Judge Grischow says, more than once, that in a separate ruling she denied "class certification," so her temporary restraining order doesn't apply statewide. Class certification means that her decision would benefit a whole class of people, such as "all Hononegah students" or "all Illinois children" and not just plaintiffs named Meiborg.

So that's a point against Possibility #3 and also against Possibility #5. Judge Grischow says the temporary restraining order doesn't apply to everyone. And the reason she voided ISBE's and IDPH's rule changes was because she wants Gov. Pritzker and those alphabetic state agencies to stop practicing, in her own words, "this type of evil." 

But then Judge Grischow says that since the ISBE and IDPH rule changes are null and void, "any non-named Plaintiffs and School Districts throughout this State may govern themselves accordingly." So now everybody is allowed to do something about masks. But she doesn't say what.

Maybe that means Possibility #3 after all. Nobody should have to wear masks if they don't want to. Most of the mask-optional advocates think that's what the ruling means.

Attorney Thomas DeVore, who argued the case against the schools, is a champion of Possibility #3, of course. He says any district that still requires masks now is in danger of getting sued, and he offers to do the suing. 

On the other hand, DeVore, like the proponents of Possibility #1, says the temporary restraining order only applies to the named plaintiffs - the families who are his clients. (Not that null void alphabetic thing - that applies to everyone.) But DeVore is sorry for anybody who gave money to support the litigation and thought the donation made them his clients in a class action lawsuit. He says it did not. The judge declined to make this a class action lawsuit. 

As a result, Gov. Pritzker has called DeVore a "grifter," probably thinking DeVore has been taking money from non-clients but not representing them. DeVore is hoping to streamline the process of being added as a plaintiff in the lawsuit.

Judge Grischow does say that she deems "null and void" the rule changes made by the Illinois Department of Public Health (IDPH) and the Illinois State Board of Education (ISBE) on September 17, 2021 to accommodate the Governor's mandate. So districts can't say their policies, going forward, are based on those rule changes. 

That may be a point for possibility #4 too.
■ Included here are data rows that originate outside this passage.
use crate::frontend::lexer::{Span, Spanned};
use crate::frontend::parser_error::ParserError;
use crate::frontend::str_pool::IddStrPool;
use crate::frontend::token::Token;
use crate::lang::ast::{
    ArgDec, BinOp, EnumDef, Exp, ExpKind, FunDef, IfBranch, Program, Stmt, StructDef, TypeRef,
    UnOp, VarDecl,
};

/// Recursive-descent parser for BlockScript.
///
/// Consumes the preprocessed token stream and produces a `Program`. Syntax
/// errors do not stop the parse: the parser records the error, skips to the
/// next statement boundary and carries on, so one run reports every error it
/// can find.
///
/// Notes:
/// - Type names are ordinary identifiers. A statement starting with two
///   identifiers in a row is a declaration.
/// - Casts (`int(x)`) parse as calls and are resolved by the builder.
/// - A minus sign in front of a numeric literal is folded into the literal.
pub struct Parser<'p> {
    tokens: Vec<Spanned>,
    pos: usize,
    /// Span of the most recently consumed token.
    ///
    /// Used to provide stable source locations for errors at end of input.
    last_span: Option<Span>,
    pool: &'p IddStrPool,
    errors: Vec<ParserError>,
}

type ParseResult<T> = Result<T, ParserError>;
Maybe she means that school districts can ignore these state rule changes and make up their own rules. 

Judge Grischow's opinion says, "This Court finds the policies of each School District will have to be addressed on a case by a case basis, be subject to school district's policies that were presented to the school board at a public meeting and subject to public comment, as well as the Open Meetings Act."

That's definitely a point for Possibility #4 - but not so fast. Judge Grischow also says the Legislature intended school districts to make health decisions in conjunction with IDPH.

Are you following all this? Is it any surprise that some school districts are relaxing their mask rules, while others are insisting on following them?

None of the information or opinions contained in this article should be construed as current legal or medical advice, since I am neither a lawyer, judge, doctor, or pharmacist. However, I used to contribute to America: History and Life (AHL) and Historical Abstracts (HA), so I may be able to give advice about the past, depending on which century.